By Quentin Peel in Berlin [The Financial Times]

It is the season of Christmas markets in Germany, with town squares the length of the land packed with stalls selling their traditional seasonal wares, from gingerbread cakes to hot spiced Glühwein, wooden toys and sparkling decorations.

There may be a crisis in the eurozone, but the shopkeepers and stallholders on German streets are expecting another bumper season. The financial markets are in disarray, but consumer confidence in Germany is up.

That was the gist of the report from the Consumer Research Society (GfK) in Nuremberg this week. Their consumer climate index rose from 5.3 to 5.4 in November, and they expect another increase to 5.6 in December – the highest level since last May. Average spending per person on Christmas presents will be €241, they say, just a fraction below the level last year.

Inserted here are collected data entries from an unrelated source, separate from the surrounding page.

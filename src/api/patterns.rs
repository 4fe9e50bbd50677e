//! Pattern endpoint: derive the key, serve the cached artifact or generate it

use axum::{
    extract::State,
    http::{header, HeaderName, HeaderValue},
    response::{IntoResponse, Response},
};
use tracing::debug;

use super::state::AppState;
use super::types::{ApiError, Json};
use crate::domain::{CacheOutcome, DomainError, PatternRequest};
use crate::infrastructure::observability::{record_cache_lookup, record_pattern_request};

/// Reports whether the artifact came from the store (`HIT`) or was generated (`MISS`)
pub const CACHE_STATUS_HEADER: HeaderName = HeaderName::from_static("x-cache");

/// POST / and POST /v1/patterns
///
/// Success returns the stored generation envelope byte for byte.
pub async fn route_pattern(
    State(state): State<AppState>,
    Json(request): Json<PatternRequest>,
) -> Result<Response, ApiError> {
    debug!(
        pattern_type = request.pattern.pattern_type.as_deref().unwrap_or("<missing>"),
        has_session_token = request.session_token.is_some(),
        "Pattern request received"
    );

    match state.router.route(&request).await {
        Ok(routed) => {
            record_cache_lookup(&routed.namespace, routed.outcome.as_str());
            record_pattern_request(&routed.namespace, 200);

            Ok((
                [
                    (
                        header::CONTENT_TYPE,
                        HeaderValue::from_static("application/json"),
                    ),
                    (
                        CACHE_STATUS_HEADER,
                        HeaderValue::from_static(routed.outcome.as_str()),
                    ),
                ],
                routed.body,
            )
                .into_response())
        }
        Err(e) => {
            let namespace = namespace_label(&state, &request);
            record_failed_lookup(namespace, &e);

            let error = ApiError::from(e);
            record_pattern_request(namespace, error.status.as_u16());
            Err(error)
        }
    }
}

/// Counts a lookup that ended in an error. Generation failures always follow a
/// miss; requests rejected before the cache is consulted are skipped.
fn record_failed_lookup(namespace: &str, error: &DomainError) {
    let outcome = match error {
        DomainError::GenerationBackend { .. } | DomainError::GenerationTransport { .. } => {
            CacheOutcome::Miss.as_str()
        }
        DomainError::Store { .. } => "ERROR",
        _ => return,
    };

    record_cache_lookup(namespace, outcome);
}

/// Metric label for a request: its namespace when registered, `unknown` otherwise
fn namespace_label<'a>(state: &'a AppState, request: &PatternRequest) -> &'a str {
    request
        .pattern
        .pattern_type
        .as_deref()
        .and_then(|t| state.router.registry().get(t))
        .map(|g| g.namespace())
        .unwrap_or("unknown")
}
//! Coordinate parsing and fixed-point formatting

/// Extra digits requested from the formatter beyond the kept precision.
///
/// Doubles near a rounding boundary of two fractional digits differ from the
/// boundary by far more than 10^-40, so the first dropped digit is exact.
const GUARD_DIGITS: usize = 40;

/// Parses a coordinate's wire text as a decimal number.
///
/// Keys must line up with cells already in the store, so the accepted
/// grammar is fixed:
/// - surrounding whitespace is ignored and blank text is `0`;
/// - only `Infinity`, with an optional sign and exact case, is infinite;
/// - `0x`, `0o` and `0b` prefixes select an unsigned integer radix;
/// - anything else that is not a decimal literal is NaN.
pub fn parse_coordinate(text: &str) -> f64 {
    let trimmed = text.trim_matches(|c: char| c.is_whitespace() || c == '\u{feff}');

    if trimmed.is_empty() {
        return 0.0;
    }

    match trimmed {
        "Infinity" | "+Infinity" => return f64::INFINITY,
        "-Infinity" => return f64::NEG_INFINITY,
        _ => {}
    }

    if let Some(value) = parse_radix_integer(trimmed) {
        return value;
    }

    // Rust also accepts `inf`, `infinity` and `nan` spellings, which are NaN here
    if !trimmed
        .bytes()
        .all(|b| b.is_ascii_digit() || matches!(b, b'.' | b'e' | b'E' | b'+' | b'-'))
    {
        return f64::NAN;
    }

    trimmed.parse::<f64>().unwrap_or(f64::NAN)
}

fn parse_radix_integer(text: &str) -> Option<f64> {
    let bytes = text.as_bytes();

    if bytes.len() < 2 || bytes[0] != b'0' {
        return None;
    }

    let radix = match bytes[1] {
        b'x' | b'X' => 16,
        b'o' | b'O' => 8,
        b'b' | b'B' => 2,
        _ => return None,
    };

    let digits = &text[2..];

    if digits.is_empty() {
        return Some(f64::NAN);
    }

    Some(
        digits
            .chars()
            .try_fold(0.0_f64, |acc, c| {
                c.to_digit(radix).map(|d| acc * f64::from(radix) + f64::from(d))
            })
            .unwrap_or(f64::NAN),
    )
}

/// Formats `value` with exactly `digits` fractional digits.
///
/// Rounds half-up on the exact binary value, so `0.005` becomes `0.01` and
/// `0.125` becomes `0.13`. Non-finite values render as `NaN`, `Infinity` and
/// `-Infinity`.
pub fn to_fixed(value: f64, digits: usize) -> String {
    if value.is_nan() {
        return "NaN".to_string();
    }

    if value.is_infinite() {
        return if value > 0.0 { "Infinity" } else { "-Infinity" }.to_string();
    }

    let negative = value < 0.0;
    let exact = format!("{:.*}", digits + GUARD_DIGITS, value.abs());
    let (integer, fraction) = exact.split_once('.').unwrap_or((exact.as_str(), ""));

    let round_up = fraction
        .as_bytes()
        .get(digits)
        .is_some_and(|digit| *digit >= b'5');

    let mut kept: Vec<u8> = integer
        .bytes()
        .chain(fraction.bytes().take(digits))
        .collect();

    if round_up {
        increment_decimal(&mut kept);
    }

    let split = kept.len() - digits;
    let mut out = String::with_capacity(kept.len() + 2);

    if negative {
        out.push('-');
    }

    out.extend(kept[..split].iter().map(|digit| *digit as char));

    if digits > 0 {
        out.push('.');
        out.extend(kept[split..].iter().map(|digit| *digit as char));
    }

    out
}

fn increment_decimal(digits: &mut Vec<u8>) {
    for digit in digits.iter_mut().rev() {
        if *digit == b'9' {
            *digit = b'0';
        } else {
            *digit += 1;
            return;
        }
    }

    digits.insert(0, b'1');
}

The mood in Germany today seems quite different to that in most of the rest of Europe. The grim warnings of imminent apocalypse that pervade the pronouncements of politicians and pundits in London and Paris, Rome and Madrid, are barely to be heard in Munich or Berlin.

It is not as if people are not anxious. Germany would not be Germany without a healthy dose of angst. They are worried about the euro, and the safety of their savings. They are worried about government debt and the return of inflation. But they simply do not share the view that the eurozone is in imminent danger of collapse.

The biggest German story of the past three weeks has not been about the plight of the common currency, but something quite different: the discovery of a neo-Nazi terror cell, responsible for a string of racial killings over the past decade. The fact that the killers were never exposed by the security services until they were caught in a clumsy bank raid has revived old fears that the investigators are “blind in the right eye”.

So, is Germany in denial about the dangers of the eurozone crisis, or is there something more profound about the phlegmatic response of ordinary consumers?

Part of the answer is clearly that the German economy has been doing very nicely while the eurozone periphery has slumped into recession. Economic growth in 2011 will be close to 3 per cent, although it will slow to around 1 per cent next year. More relevant to consumers, employment is up and the total out of work is down to 2.7m – the lowest for 20 years.

Wednesday’s figures from the Federal Labour Office showed seasonally-adjusted unemployment down another 20,000 – compared with a drop of just 5,000 expected by economic analysts – leaving the jobless rate at 6.9 per cent.

As for German exports, the real motor of Europe’s largest economy, they grew by a remarkable 12 per cent this year. Anton Börner, president of the foreign trade association, says he is “cautiously optimistic” they will be up by at least 6 per cent in 2012, in spite of the weakening global outlook.

“Stormy times on the financial markets are accompanied by remarkably calm waters in the real economy,” he says.

The other part of the answer to Germany’s refusal to panic is the widespread conviction – shared by Angela Merkel, the chancellor, and Wolfgang Schäuble, her finance minister – that short-term fixes, huge central bank intervention in the bond markets, or the issuing of jointly-backed eurobonds for debt-strapped eurozone governments, are not the right answer.

Ms Merkel’s insistence that the crisis can only be answered with long-term solutions – reducing excess debt and changing the treaties of the European Union to enforce ruthless borrowing restrictions in future – strikes a chord with German voters.

Germans are anxious about the debt-fuelled behaviour of their eurozone partners. They don’t want to dominate them, but they do want to export their own “stability culture”. They are also suspicious of the motives of those crying wolf.

The conservative Frankfurter Allgemeine newspaper declared in a commentary on Wednesday: “The financial markets are dominated by an Anglo-Saxon way of thinking, which says all the problems caused by excessive state borrowing can be met with money from the central bank – not least to the benefit of the finance houses.”

The answer to such “short-term and short-sighted excuses” was to improve the discipline of monetary union and regain trust in the markets – “even if it takes a bit longer,” the newspaper concluded.

The headline summed up what many Germans think: “No Panic”.